*Required work*.
Look through the records below for lines containing the string "impl", and report how many there are, nothing else.

*Recorded data*.
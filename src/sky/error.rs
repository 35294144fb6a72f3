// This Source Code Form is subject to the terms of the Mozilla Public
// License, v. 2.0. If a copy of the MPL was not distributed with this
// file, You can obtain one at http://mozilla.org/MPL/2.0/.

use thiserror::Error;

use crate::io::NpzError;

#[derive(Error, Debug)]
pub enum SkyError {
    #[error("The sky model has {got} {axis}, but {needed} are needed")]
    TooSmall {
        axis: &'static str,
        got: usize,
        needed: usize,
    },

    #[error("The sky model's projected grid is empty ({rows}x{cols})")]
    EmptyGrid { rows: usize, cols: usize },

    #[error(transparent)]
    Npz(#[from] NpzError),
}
==
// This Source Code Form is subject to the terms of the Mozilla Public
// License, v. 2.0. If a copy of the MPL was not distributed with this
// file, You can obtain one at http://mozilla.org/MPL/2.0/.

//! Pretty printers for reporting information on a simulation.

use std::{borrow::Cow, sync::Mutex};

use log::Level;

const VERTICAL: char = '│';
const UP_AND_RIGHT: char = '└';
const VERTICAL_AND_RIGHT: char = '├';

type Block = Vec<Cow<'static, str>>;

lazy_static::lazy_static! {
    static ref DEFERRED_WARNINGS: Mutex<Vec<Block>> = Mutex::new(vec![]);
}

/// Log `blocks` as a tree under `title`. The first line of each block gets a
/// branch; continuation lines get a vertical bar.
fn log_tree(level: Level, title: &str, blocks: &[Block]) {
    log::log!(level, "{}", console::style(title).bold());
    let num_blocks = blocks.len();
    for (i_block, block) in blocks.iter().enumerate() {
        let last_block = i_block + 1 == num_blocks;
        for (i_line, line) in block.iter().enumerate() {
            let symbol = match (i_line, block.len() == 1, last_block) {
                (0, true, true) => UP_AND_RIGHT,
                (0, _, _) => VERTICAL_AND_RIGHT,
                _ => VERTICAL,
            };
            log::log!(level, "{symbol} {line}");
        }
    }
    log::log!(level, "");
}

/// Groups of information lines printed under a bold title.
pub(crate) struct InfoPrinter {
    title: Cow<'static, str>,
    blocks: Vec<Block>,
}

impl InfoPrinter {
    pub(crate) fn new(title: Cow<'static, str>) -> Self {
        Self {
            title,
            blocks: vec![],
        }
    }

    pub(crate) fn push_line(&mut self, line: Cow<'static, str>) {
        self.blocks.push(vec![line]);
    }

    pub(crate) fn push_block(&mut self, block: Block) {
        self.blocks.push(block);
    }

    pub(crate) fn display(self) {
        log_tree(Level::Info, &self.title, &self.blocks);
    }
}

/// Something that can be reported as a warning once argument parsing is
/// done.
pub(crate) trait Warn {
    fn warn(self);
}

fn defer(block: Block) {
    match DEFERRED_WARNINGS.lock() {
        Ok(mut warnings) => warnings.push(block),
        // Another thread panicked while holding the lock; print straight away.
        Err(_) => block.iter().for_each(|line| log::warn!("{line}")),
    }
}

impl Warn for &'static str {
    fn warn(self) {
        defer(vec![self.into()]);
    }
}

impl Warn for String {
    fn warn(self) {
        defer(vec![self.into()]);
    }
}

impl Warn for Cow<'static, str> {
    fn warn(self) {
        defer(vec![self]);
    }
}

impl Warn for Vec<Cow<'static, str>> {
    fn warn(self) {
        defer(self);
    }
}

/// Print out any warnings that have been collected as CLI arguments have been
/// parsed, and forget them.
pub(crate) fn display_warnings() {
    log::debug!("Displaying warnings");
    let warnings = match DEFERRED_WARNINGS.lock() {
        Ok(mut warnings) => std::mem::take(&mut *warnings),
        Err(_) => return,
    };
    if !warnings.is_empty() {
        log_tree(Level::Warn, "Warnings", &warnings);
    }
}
--
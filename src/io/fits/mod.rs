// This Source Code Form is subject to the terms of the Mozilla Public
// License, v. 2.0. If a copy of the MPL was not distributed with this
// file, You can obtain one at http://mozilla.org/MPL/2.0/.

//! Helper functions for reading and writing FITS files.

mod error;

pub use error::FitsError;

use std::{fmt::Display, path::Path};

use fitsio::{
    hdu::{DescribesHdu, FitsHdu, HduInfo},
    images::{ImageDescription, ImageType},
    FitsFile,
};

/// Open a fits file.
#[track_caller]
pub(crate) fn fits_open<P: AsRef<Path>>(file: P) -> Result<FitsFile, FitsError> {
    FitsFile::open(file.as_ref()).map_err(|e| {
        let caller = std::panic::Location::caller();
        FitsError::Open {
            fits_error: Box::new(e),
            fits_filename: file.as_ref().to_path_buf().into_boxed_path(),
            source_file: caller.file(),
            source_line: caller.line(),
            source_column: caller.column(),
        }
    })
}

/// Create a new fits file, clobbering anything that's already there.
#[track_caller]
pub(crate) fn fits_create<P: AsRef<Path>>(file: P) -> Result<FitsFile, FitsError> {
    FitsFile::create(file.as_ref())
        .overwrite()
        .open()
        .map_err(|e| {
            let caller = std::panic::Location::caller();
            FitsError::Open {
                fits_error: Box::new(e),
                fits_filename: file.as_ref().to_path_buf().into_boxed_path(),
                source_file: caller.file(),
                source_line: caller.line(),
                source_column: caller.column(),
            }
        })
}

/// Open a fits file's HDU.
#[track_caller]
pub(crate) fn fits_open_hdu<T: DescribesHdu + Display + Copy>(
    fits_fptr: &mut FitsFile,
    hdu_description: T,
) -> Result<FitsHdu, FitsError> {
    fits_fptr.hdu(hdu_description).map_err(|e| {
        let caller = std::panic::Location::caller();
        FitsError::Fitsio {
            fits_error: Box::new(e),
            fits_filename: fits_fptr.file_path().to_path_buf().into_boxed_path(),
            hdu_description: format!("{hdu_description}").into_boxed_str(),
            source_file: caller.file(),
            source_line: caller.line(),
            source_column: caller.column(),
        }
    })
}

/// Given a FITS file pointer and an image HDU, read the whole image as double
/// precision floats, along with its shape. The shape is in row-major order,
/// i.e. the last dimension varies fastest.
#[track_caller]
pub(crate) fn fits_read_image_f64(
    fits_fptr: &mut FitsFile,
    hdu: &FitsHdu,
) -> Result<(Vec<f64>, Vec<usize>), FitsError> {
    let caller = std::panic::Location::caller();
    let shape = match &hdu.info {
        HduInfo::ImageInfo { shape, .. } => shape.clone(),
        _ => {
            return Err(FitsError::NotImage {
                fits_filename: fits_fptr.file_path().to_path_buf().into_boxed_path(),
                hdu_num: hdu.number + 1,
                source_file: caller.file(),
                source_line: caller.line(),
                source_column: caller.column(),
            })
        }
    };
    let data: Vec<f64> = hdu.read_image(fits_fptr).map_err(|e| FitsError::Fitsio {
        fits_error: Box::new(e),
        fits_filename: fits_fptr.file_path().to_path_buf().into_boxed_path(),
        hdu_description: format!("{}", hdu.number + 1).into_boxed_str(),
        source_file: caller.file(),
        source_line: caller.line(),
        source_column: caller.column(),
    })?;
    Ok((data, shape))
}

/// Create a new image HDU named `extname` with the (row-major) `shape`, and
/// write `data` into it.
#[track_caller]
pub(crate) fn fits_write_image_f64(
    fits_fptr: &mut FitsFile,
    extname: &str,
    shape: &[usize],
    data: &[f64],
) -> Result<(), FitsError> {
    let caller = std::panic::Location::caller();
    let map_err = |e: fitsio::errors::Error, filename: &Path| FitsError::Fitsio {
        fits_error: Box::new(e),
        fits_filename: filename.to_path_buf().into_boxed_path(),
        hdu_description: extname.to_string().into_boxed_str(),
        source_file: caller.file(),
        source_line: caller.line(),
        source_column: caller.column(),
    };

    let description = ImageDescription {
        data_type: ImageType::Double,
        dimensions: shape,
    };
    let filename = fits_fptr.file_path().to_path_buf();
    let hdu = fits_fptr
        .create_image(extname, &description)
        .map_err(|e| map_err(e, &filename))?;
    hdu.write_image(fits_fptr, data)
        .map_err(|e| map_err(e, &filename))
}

*Output*.
5